Learning To Break Elbows

bright daisy cropped 2.jpg
The sticky hot wrapping warping heat draped town I live in was unbearable today.  Weather.com may have reported the temperatures at a mere 105° but the bank temperature read 109° and our car claimed 114°.  Does it really matter once it gets above 105°?  This is our third day in the triple digits.  You can use my skin for a barometer if you like.  It takes about three days of triple digit heat to bring the heat rash on.  I have got it spread all across my neck, in the crooks of my arms, where my bra straps rested, and a little under my boobs.  It is stinging right now. 
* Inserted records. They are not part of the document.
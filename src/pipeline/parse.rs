//! Stage 3: turn each extracted text into a structured JSON record.
//!
//! One chat request per person, sequentially. The stage is resumable: a
//! person whose `{id}.json` already exists is never sent again, and when
//! every input already has an output the stage returns without building a
//! client (so no credential is needed to re-run a finished pipeline).
//!
//! A request, repair or write failure does not stop the batch. The raw
//! reply, or the error text when there was no reply, is written in place of
//! the JSON
//! so the failure is visible on disk and the person counts as "done" for
//! later runs. Delete the file to retry.

use crate::config::PipelineConfig;
use crate::error::{Bio2CsvError, ItemError};
use crate::output::{ConsistencyReport, ParseStats};
use crate::pipeline::llm::{request_biography, CompletionClient, ProviderClient};
use crate::pipeline::repair::repair_json;
use crate::pipeline::{ensure_dir, file_name, list_files, require_input_dir};
use crate::progress::{ProgressCallback, Stage};
use crate::prompts::biography_prompt;
use serde::Serialize;
use serde_json::Value;
use std::collections::BTreeSet;
use std::path::{Path, PathBuf};
use tracing::{debug, error, info, warn};

/// Person id for a text file: `noether_emmy.pdf.txt` → `noether_emmy`.
pub fn record_id(text_file: &Path) -> String {
    let stem = text_file
        .file_stem()
        .map(|s| s.to_string_lossy().into_owned())
        .unwrap_or_default();
    stem.replace(".pdf", "")
}

/// Output path for one text file: `out_dir/{id}.json`.
pub fn json_path_for(text_file: &Path, out_dir: &Path) -> PathBuf {
    out_dir.join(format!("{}.json", record_id(text_file)))
}

/// Inputs split by whether their output already exists.
#[derive(Debug, Default)]
struct ParsePlan {
    pending: Vec<PathBuf>,
    existing: usize,
}

fn plan_parse(text_dir: &Path, parse_dir: &Path) -> Result<ParsePlan, Bio2CsvError> {
    let mut plan = ParsePlan::default();
    for text in list_files(text_dir, "txt")? {
        if json_path_for(&text, parse_dir).exists() {
            plan.existing += 1;
        } else {
            plan.pending.push(text);
        }
    }
    Ok(plan)
}

/// Parse every text in `config.text_dir` that has no output yet.
///
/// The LLM client is built from the config only when there is work to do.
pub async fn parse_biographies(config: &PipelineConfig) -> Result<ParseStats, Bio2CsvError> {
    require_input_dir(Stage::Parse, &config.text_dir)?;
    ensure_dir(&config.parse_dir)?;

    let plan = plan_parse(&config.text_dir, &config.parse_dir)?;
    if plan.pending.is_empty() {
        return Ok(skipped_stats(&config.text_dir, &config.parse_dir, plan.existing));
    }

    let client = ProviderClient::from_config(config)?;
    run_plan(
        &client,
        plan,
        &config.text_dir,
        &config.parse_dir,
        config.progress_callback.as_ref(),
    )
    .await
}

/// Same as [`parse_biographies`] with a caller-supplied client.
pub async fn parse_biographies_with<C: CompletionClient>(
    client: &C,
    text_dir: &Path,
    parse_dir: &Path,
    progress: Option<&ProgressCallback>,
) -> Result<ParseStats, Bio2CsvError> {
    require_input_dir(Stage::Parse, text_dir)?;
    ensure_dir(parse_dir)?;

    let plan = plan_parse(text_dir, parse_dir)?;
    if plan.pending.is_empty() {
        return Ok(skipped_stats(text_dir, parse_dir, plan.existing));
    }
    run_plan(client, plan, text_dir, parse_dir, progress).await
}

fn skipped_stats(text_dir: &Path, parse_dir: &Path, existing: usize) -> ParseStats {
    info!(
        "All {} texts already parsed into {}, skipping",
        existing,
        parse_dir.display()
    );
    ParseStats {
        input_from: text_dir.to_path_buf(),
        output_to: parse_dir.to_path_buf(),
        num_texts_processed: existing,
        skipped: true,
        existing_files: existing,
        ..Default::default()
    }
}

async fn run_plan<C: CompletionClient>(
    client: &C,
    plan: ParsePlan,
    text_dir: &Path,
    parse_dir: &Path,
    progress: Option<&ProgressCallback>,
) -> Result<ParseStats, Bio2CsvError> {
    let total = plan.pending.len();
    info!(
        "Parsing {} biographies ({} already done)",
        total, plan.existing
    );
    if let Some(cb) = progress {
        cb.on_stage_start(Stage::Parse, total);
    }

    let mut created = 0;
    let mut errors = Vec::new();

    for text_path in &plan.pending {
        let name = file_name(text_path);
        let out = json_path_for(text_path, parse_dir);

        let text = tokio::fs::read_to_string(text_path)
            .await
            .map_err(|e| Bio2CsvError::io(text_path, e))?;
        let prompt = biography_prompt(&text);

        let outcome = match parse_one(client, &name, &prompt).await {
            Ok(record) => write_pretty_json(&out, &record).map_err(|e| {
                let fallback = record.to_string();
                (
                    ItemError::WriteFailed {
                        file: name.clone(),
                        detail: e.to_string(),
                    },
                    fallback,
                )
            }),
            Err(failed) => Err(failed),
        };

        match outcome {
            Ok(()) => {
                debug!("{} → {}", name, out.display());
                created += 1;
                if let Some(cb) = progress {
                    cb.on_item_complete(Stage::Parse, &name);
                }
            }
            Err((item_error, fallback)) => {
                error!("Failed to parse {}: {}", name, item_error);
                if let Err(e) = std::fs::write(&out, fallback) {
                    warn!("Could not write fallback for {}: {}", name, e);
                }
                if let Some(cb) = progress {
                    cb.on_item_error(Stage::Parse, &name, &item_error.to_string());
                }
                errors.push(item_error);
            }
        }
    }

    if let Some(cb) = progress {
        cb.on_stage_complete(Stage::Parse, created, total);
    }
    info!(
        "Parsing complete: {}/{} records, {} errors",
        created,
        total,
        errors.len()
    );

    Ok(ParseStats {
        input_from: text_dir.to_path_buf(),
        output_to: parse_dir.to_path_buf(),
        num_jsons_created: created,
        num_texts_processed: total + plan.existing,
        num_errors: errors.len(),
        errors,
        skipped: false,
        existing_files: plan.existing,
    })
}

/// One request + repair. `Err` carries the item error and the text to
/// write in place of the record.
async fn parse_one<C: CompletionClient>(
    client: &C,
    name: &str,
    prompt: &str,
) -> Result<Value, (ItemError, String)> {
    let reply = request_biography(client, prompt).await.map_err(|detail| {
        let fallback = detail.clone();
        (
            ItemError::LlmFailed {
                file: name.to_string(),
                detail,
            },
            fallback,
        )
    })?;

    repair_json(&reply).map_err(|detail| {
        (
            ItemError::RepairFailed {
                file: name.to_string(),
                detail,
            },
            reply,
        )
    })
}

/// Write `value` as JSON with a four-space indent.
pub(crate) fn write_pretty_json(path: &Path, value: &Value) -> Result<(), Bio2CsvError> {
    let mut buf = Vec::new();
    let formatter = serde_json::ser::PrettyFormatter::with_indent(b"    ");
    let mut ser = serde_json::Serializer::with_formatter(&mut buf, formatter);
    value
        .serialize(&mut ser)
        .map_err(|e| Bio2CsvError::Internal(format!("JSON serialization failed: {e}")))?;
    std::fs::write(path, buf).map_err(|e| Bio2CsvError::io(path, e))
}

/// Compare parser inputs and outputs by person id.
///
/// `passed` is a size comparison of the two id sets; `missing` lists the
/// input ids with no JSON file.
pub fn check_parse_outputs(text_dir: &Path, parse_dir: &Path) -> Result<ConsistencyReport, Bio2CsvError> {
    require_input_dir(Stage::Parse, text_dir)?;

    let inputs: BTreeSet<String> = list_files(text_dir, "txt")?
        .iter()
        .map(|p| record_id(p))
        .collect();
    let outputs: BTreeSet<String> = if parse_dir.is_dir() {
        list_files(parse_dir, "json")?
            .iter()
            .map(|p| record_id(p))
            .collect()
    } else {
        BTreeSet::new()
    };

    let missing: Vec<String> = inputs.difference(&outputs).cloned().collect();
    let passed = inputs.len() == outputs.len();

    if passed {
        info!("Consistency check passed: {} records", outputs.len());
    } else {
        warn!(
            "Consistency check failed: {} inputs, {} outputs, missing {:?}",
            inputs.len(),
            outputs.len(),
            missing
        );
    }

    Ok(ConsistencyReport {
        passed,
        num_inputs: inputs.len(),
        num_outputs: outputs.len(),
        missing,
    })
}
We leave for California in two days.  I am so very fortunate that the ladies I work with are going to cover my Friday shift and two days of my trip next week.  There is so much to do and I come to a screeching halt in this kind of heat.  I was upstairs trying to stitch up a pair of pants to wear.  I have no pants to wear and though I tried to buy a pair I couldn't afford this weekend, all I could find was denim.  I don't wear denim.

Today I saw the psychiatrist.  I hate the first meeting with any new psyche doctor.  Nothing makes me feel more exposed, small, shameful, and gross.  Yet it was good too because I now have new prescriptions and a new plan for tackling my mental torture.

This evening, in spite of the oppressive impressive heat, we all went to Kung Fu.  Max asked a mom in the waiting room if she took Kung Fu and when she said "no", he informed her proudly that his mom did.  I may be fat, middle aged, and falling apart, but there is never a moment when a mom doesn't enjoy hearing her child express pride in her.

Tonight we practiced very complex joint locking exercises in which the whole purpose is to rip other people's joints to shreds so that they will stop attacking you.  You learn how to twist them into positions that they can't extricate themselves from and if you were serious you could break wrists, elbows, and fingers.  It seems so strange at first to grasp strangers by the hands and practice graceful fluid movements trying to feel their joints lock- trying to feel that point at which they would beg you to let them go.  But as I practiced the moves I begin to feel I'm a part of some very old language and that's exactly what my teacher starts saying in class.  He describes Kung Fu as a language of the body.  I know about languages. 

Math is a language.  Logic is a language.  Why shouldn't martial arts also be a language in which each movement is a word: some are verbs, some are adjectives, some are possessive, some are subjective...it works, it fits.  I see it so before he says it's so.  I am learning sentences that might save my own life.  I am learning very old sentences and as I am wrapping my hands around other people's wrists and contorting them so that I might possibly find the strenth to break them I am aware that millions of people have made these same motions in a timeless stretch across the universe.

I have to shut my nose, shut my anxiety, shut my rigid sense of body proximity to people I don't know well.  A few years ago and I might have died letting some stranger take my own arms and hands in a cage of movements, in positions that could break my elbows, I would have walked out, ashamed but determined.  I see now that staying means that I get to shake the feeling of powerlessness.  It means that if I can let someone pretend to throw me to the mat I will also have my turn and should it ever be unexpected, the more I know the language the faster I'll be able to spit sentences out in order to keep my own skin from splitting.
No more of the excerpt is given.